A preocupação de que investidores estejam negociando títulos soberanos sem ter em conta o capital natural está a moldar cada vez mais as regulamentações, entre sinais de que as perdas no mundo real representam uma ameaça cada vez maior para as sociedades em todo o mundo.

Segundo o Barclays, esses custos já começaram a se concretizar. E podem incluir desde depreciação do capital fixo de empresas e a incapacidade de recuperar ativos como reservas de petróleo até calote de dívida.

PUBLICIDADE

Os emissores também enfrentam perturbações nas cadeias de produção e de valor, bem como preços voláteis das matérias-primas, o que pode prejudicar as exportações e arrastar para baixo bancos, investidores e seguradoras expostos a tais riscos, escreveram os analistas do Barclays.

E alertaram que a chegada de regulamentações sobre biodiversidade abriu a porta para litígios, colocando os malfeitores em riscos jurídicos cada vez maiores.

É neste momento que a autoridade europeia de valores mobiliários (ESMA, na sigla em inglês) emite um aviso de que não vai tolerar alegações enganosas sobre biodiversidade por parte de fundos de investimento.

“O crescente escrutínio público e a crescente compreensão dos riscos para a biodiversidade aumentam as expectativas de que os produtos financeiros relacionados com a biodiversidade aumentem rapidamente em número e tamanho nos próximos anos”, afirmou a Barclays. Isso justifica “maiores níveis de monitoramento do mercado”.

Mais de metade do Produto Interno Bruto global depende da natureza, escreveram O’Neal e a sua equipe. “Reverter a perda de biodiversidade é imperativo para limitar os riscos físicos e evitar repercussões graves para a economia”, afirmaram.

O Barclays estima que, até 2030, será necessário quase US$ 1 bilhão em investimentos anuais para proteger a biodiversidade, em comparação com os cerca de US$ 160 milhões gastos atualmente.

Ao mesmo tempo, cerca de US$ 725 milhões são gastos naquilo que o Barclays identifica como “subsídios prejudiciais” que prejudicam a biodiversidade.

PUBLICIDADE

A maioria dos mercados de obrigações soberanas que enfrentam um impacto financeiro relacionado com a biodiversidade são classificados como junk, muitos deles particularmente expostos por meio dos mercados de exportação, de acordo com a análise do Barclays.

Avaliação de crédito

Existem preocupações de que as agências de classificação de risco não estejam a fazer o suficiente para refletir esses riscos.
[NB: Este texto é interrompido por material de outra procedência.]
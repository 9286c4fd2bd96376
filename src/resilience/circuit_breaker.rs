//! # Circuit Breaker Implementation
//!
//! Fault isolation for calls to an unreliable downstream dependency, following
//! the classic three-state pattern: Closed (normal operation), Open (failing
//! fast), and Half-Open (testing recovery).
//!
//! State lives behind a single short-lived mutex; the protected call itself
//! always executes outside that critical section so a slow upstream never
//! blocks state queries from other callers. A consequence is that more than
//! one probe may be admitted while transitioning out of Open under concurrent
//! traffic; that weak guarantee is intentional.

use crate::metrics::MetricsSink;
use crate::resilience::CircuitBreakerConfig;
use parking_lot::Mutex;
use serde::{Deserialize, Serialize};
use std::future::Future;
use std::sync::Arc;
use std::time::Instant;
use tracing::{debug, error, info, warn};

/// Circuit breaker states representing the current operational mode
#[derive(Debug, Clone, Copy, PartialEq, Eq, Hash, Serialize, Deserialize)]
pub enum CircuitState {
    /// Normal operation - calls pass through, consecutive failures tracked
    Closed,
    /// Failure mode - calls fail fast without executing
    Open,
    /// Testing recovery - a probe call is allowed through
    HalfOpen,
}

impl CircuitState {
    fn as_str(self) -> &'static str {
        match self {
            CircuitState::Closed => "closed",
            CircuitState::Open => "open",
            CircuitState::HalfOpen => "half_open",
        }
    }
}

/// Errors that can occur during circuit breaker operation
#[derive(Debug, thiserror::Error)]
pub enum CircuitBreakerError<E> {
    /// Circuit is open, rejecting all calls
    #[error("circuit breaker is open for {component}")]
    CircuitOpen { component: String },

    /// Operation failed and was recorded
    #[error("operation failed: {0}")]
    OperationFailed(E),
}

#[derive(Debug)]
struct BreakerCore {
    state: CircuitState,
    consecutive_failures: u32,
    last_failure: Option<Instant>,
}

/// Circuit breaker guarding one protected dependency.
#[derive(Debug)]
pub struct CircuitBreaker {
    /// Component name for logging and metrics
    name: String,

    /// Configuration parameters
    config: CircuitBreakerConfig,

    /// State and failure bookkeeping. Held only for state reads and
    /// transitions, never across the protected call.
    core: Mutex<BreakerCore>,

    metrics: Arc<dyn MetricsSink>,
}

impl CircuitBreaker {
    /// Create a new circuit breaker with the given name and configuration
    pub fn new(
        name: impl Into<String>,
        config: CircuitBreakerConfig,
        metrics: Arc<dyn MetricsSink>,
    ) -> Self {
        let name = name.into();
        info!(
            component = %name,
            failure_threshold = config.failure_threshold,
            reset_timeout_ms = config.reset_timeout.as_millis() as u64,
            "Circuit breaker initialized"
        );

        Self {
            name,
            config,
            core: Mutex::new(BreakerCore {
                state: CircuitState::Closed,
                consecutive_failures: 0,
                last_failure: None,
            }),
            metrics,
        }
    }

    /// Get current circuit state
    pub fn state(&self) -> CircuitState {
        self.core.lock().state
    }

    /// Current consecutive-failure count (for monitoring)
    pub fn consecutive_failures(&self) -> u32 {
        self.core.lock().consecutive_failures
    }

    /// Get component name
    pub fn name(&self) -> &str {
        &self.name
    }

    /// Execute an operation with circuit breaker protection.
    ///
    /// The operation runs outside the breaker's critical section. A timed-out
    /// or canceled operation surfaces as `Err` from its future and counts
    /// toward the failure budget like any other failure.
    pub async fn call<F, T, E, Fut>(&self, operation: F) -> Result<T, CircuitBreakerError<E>>
    where
        F: FnOnce() -> Fut,
        Fut: Future<Output = Result<T, E>>,
    {
        if !self.should_allow() {
            return Err(CircuitBreakerError::CircuitOpen {
                component: self.name.clone(),
            });
        }

        let result = operation().await;

        match &result {
            Ok(_) => self.record_success(),
            Err(_) => self.record_failure(),
        }

        result.map_err(CircuitBreakerError::OperationFailed)
    }

    /// Check whether a call should be admitted right now.
    ///
    /// While Open, the first check after `reset_timeout` has elapsed since the
    /// last failure flips the circuit to HalfOpen and admits the probe.
    /// Concurrent callers that each observed the elapsed timeout may each be
    /// admitted; "exactly one probe" is not guaranteed under races.
    ///
    /// Use together with [`record_success`](Self::record_success) /
    /// [`record_failure`](Self::record_failure) when wrapping a call site
    /// manually instead of through [`call`](Self::call).
    pub fn should_allow(&self) -> bool {
        let mut core = self.core.lock();
        match core.state {
            CircuitState::Closed | CircuitState::HalfOpen => true,
            CircuitState::Open => {
                let Some(last_failure) = core.last_failure else {
                    // open without a timestamp shouldn't happen; admit the call
                    warn!(component = %self.name, "Circuit open but no failure timestamp recorded");
                    return true;
                };

                if last_failure.elapsed() > self.config.reset_timeout {
                    core.state = CircuitState::HalfOpen;
                    drop(core);
                    self.log_transition(CircuitState::HalfOpen);
                    true
                } else {
                    false
                }
            }
        }
    }

    /// Record a successful call outcome.
    pub fn record_success(&self) {
        let mut core = self.core.lock();
        match core.state {
            CircuitState::HalfOpen => {
                core.state = CircuitState::Closed;
                core.consecutive_failures = 0;
                drop(core);
                self.log_transition(CircuitState::Closed);
            }
            CircuitState::Closed => {
                core.consecutive_failures = 0;
            }
            CircuitState::Open => {
                // a call admitted just before the circuit opened
                warn!(component = %self.name, "Success recorded while circuit is open");
            }
        }
    }

    /// Record a failed call outcome. The reset timer restarts from this
    /// failure.
    pub fn record_failure(&self) {
        let mut core = self.core.lock();
        core.consecutive_failures += 1;
        core.last_failure = Some(Instant::now());

        let opened = (core.state == CircuitState::HalfOpen
            || core.consecutive_failures >= self.config.failure_threshold)
            && core.state != CircuitState::Open;

        if opened {
            core.state = CircuitState::Open;
        }

        let failures = core.consecutive_failures;
        drop(core);

        if opened {
            error!(
                component = %self.name,
                consecutive_failures = failures,
                failure_threshold = self.config.failure_threshold,
                reset_timeout_ms = self.config.reset_timeout.as_millis() as u64,
                "Circuit breaker opened (failing fast)"
            );
            self.metrics
                .record_breaker_transition(&self.name, CircuitState::Open.as_str());
        } else {
            debug!(
                component = %self.name,
                consecutive_failures = failures,
                "Operation failed"
            );
        }
    }

    fn log_transition(&self, state: CircuitState) {
        match state {
            CircuitState::Closed => {
                info!(component = %self.name, "Circuit breaker closed (recovered)")
            }
            CircuitState::HalfOpen => {
                info!(component = %self.name, "Circuit breaker half-open (probing recovery)")
            }
            CircuitState::Open => {}
        }
        self.metrics
            .record_breaker_transition(&self.name, state.as_str());
    }
}

#[cfg(test)]
mod tests {
    use super::*;
    use crate::metrics::NoOpMetrics;
    use std::sync::atomic::{AtomicU32, Ordering};
    use std::time::Duration;
    use tokio::time::sleep;

    fn breaker(failure_threshold: u32, reset_timeout: Duration) -> CircuitBreaker {
        CircuitBreaker::new(
            "test",
            CircuitBreakerConfig {
                failure_threshold,
                reset_timeout,
            },
            Arc::new(NoOpMetrics),
        )
    }

    #[tokio::test]
    async fn test_circuit_breaker_normal_operation() {
        let circuit = breaker(3, Duration::from_millis(100));

        assert_eq!(circuit.state(), CircuitState::Closed);

        let result = circuit.call(|| async { Ok::<_, String>("success") }).await;
        assert!(result.is_ok());
        assert_eq!(circuit.consecutive_failures(), 0);
    }

    #[tokio::test]
    async fn test_circuit_breaker_opens_on_failures() {
        let circuit = breaker(2, Duration::from_millis(100));

        // First failure
        let _ = circuit.call(|| async { Err::<String, _>("error") }).await;
        assert_eq!(circuit.state(), CircuitState::Closed);

        // Second failure should open circuit
        let _ = circuit.call(|| async { Err::<String, _>("error") }).await;
        assert_eq!(circuit.state(), CircuitState::Open);

        // Next call should fail fast without executing the operation
        let attempts = AtomicU32::new(0);
        let result = circuit
            .call(|| async {
                attempts.fetch_add(1, Ordering::SeqCst);
                Ok::<_, String>("should not execute")
            })
            .await;
        assert!(matches!(
            result,
            Err(CircuitBreakerError::CircuitOpen { .. })
        ));
        assert_eq!(attempts.load(Ordering::SeqCst), 0);
    }

    #[tokio::test]
    async fn test_success_resets_counter_while_closed() {
        let circuit = breaker(3, Duration::from_millis(100));

        let _ = circuit.call(|| async { Err::<String, _>("error") }).await;
        let _ = circuit.call(|| async { Err::<String, _>("error") }).await;
        assert_eq!(circuit.consecutive_failures(), 2);

        let _ = circuit.call(|| async { Ok::<_, String>("ok") }).await;
        assert_eq!(circuit.consecutive_failures(), 0);

        // the budget starts over
        let _ = circuit.call(|| async { Err::<String, _>("error") }).await;
        let _ = circuit.call(|| async { Err::<String, _>("error") }).await;
        assert_eq!(circuit.state(), CircuitState::Closed);
    }

    #[tokio::test]
    async fn test_circuit_breaker_recovery() {
        let circuit = breaker(1, Duration::from_millis(50));

        // Cause circuit to open
        let _ = circuit.call(|| async { Err::<String, _>("error") }).await;
        assert_eq!(circuit.state(), CircuitState::Open);

        // Wait out the reset timeout
        sleep(Duration::from_millis(60)).await;

        // Next call is admitted as a probe; success closes the circuit
        let result = circuit.call(|| async { Ok::<_, String>("success") }).await;
        assert!(result.is_ok());
        assert_eq!(circuit.state(), CircuitState::Closed);
        assert_eq!(circuit.consecutive_failures(), 0);
    }

    #[tokio::test]
    async fn test_failed_probe_reopens_and_restarts_timer() {
        let circuit = breaker(1, Duration::from_millis(50));

        let _ = circuit.call(|| async { Err::<String, _>("error") }).await;
        assert_eq!(circuit.state(), CircuitState::Open);

        sleep(Duration::from_millis(60)).await;

        // Probe fails: back to Open, timer restarted from this failure
        let _ = circuit.call(|| async { Err::<String, _>("error") }).await;
        assert_eq!(circuit.state(), CircuitState::Open);

        // Well within the restarted timeout: still rejecting
        let result = circuit.call(|| async { Ok::<_, String>("ok") }).await;
        assert!(matches!(
            result,
            Err(CircuitBreakerError::CircuitOpen { .. })
        ));
    }

    #[tokio::test]
    async fn test_rejects_for_duration_of_reset_timeout() {
        let circuit = breaker(1, Duration::from_millis(80));

        let _ = circuit.call(|| async { Err::<String, _>("error") }).await;

        sleep(Duration::from_millis(20)).await;
        assert!(!circuit.should_allow());

        sleep(Duration::from_millis(80)).await;
        assert!(circuit.should_allow());
        assert_eq!(circuit.state(), CircuitState::HalfOpen);
    }
}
A inclusão de pontuações ESG nas notas de crédito revela-se particularmente sensível, dado o potencial de influenciar os juros de um emissor. Até mesmo decidir como medir e refletir tais riscos está se revelando algo controverso.

A S&P Global Ratings abandonou recentemente uma escala destinada a captar os riscos ambientais, sociais e de governança associados às notas de crédito, depois de os investidores a considerarem confusa. Enquanto isso, na Moody’s e na Fitch Ratings, essas escalas continuam sendo a norma.

Ao mesmo tempo, especialistas alertam que as agências podem não estar monitorando suficientemente os riscos ESG.

PUBLICIDADE

As alterações climáticas, por exemplo, “ainda não foram integradas na metodologia” atualmente utilizada pelas três principais agências de classificação, de acordo com Moritz Kraemer, que supervisionou as classificações da dívida soberana da S&P até 2018 e é agora o chefe de investigação do banco LBBW.

Organizações internacionais e gestoras de ativos, incluindo a Amundi, criaram uma base de dados disponível ao público sobre as ações climáticas dos emissores de títulos soberanos, que se encontra agora em uma fase de testes.

Os investidores podem reduzir a sua exposição a tais riscos através do envolvimento com os emissores, escreveram os analistas do Barclays. Ou podem optar por obrigações verdes soberanas e por trocas de dívida, embora a alocação de receitas tenda a ser mais orientada para a descarbonização do que para a natureza, disseram.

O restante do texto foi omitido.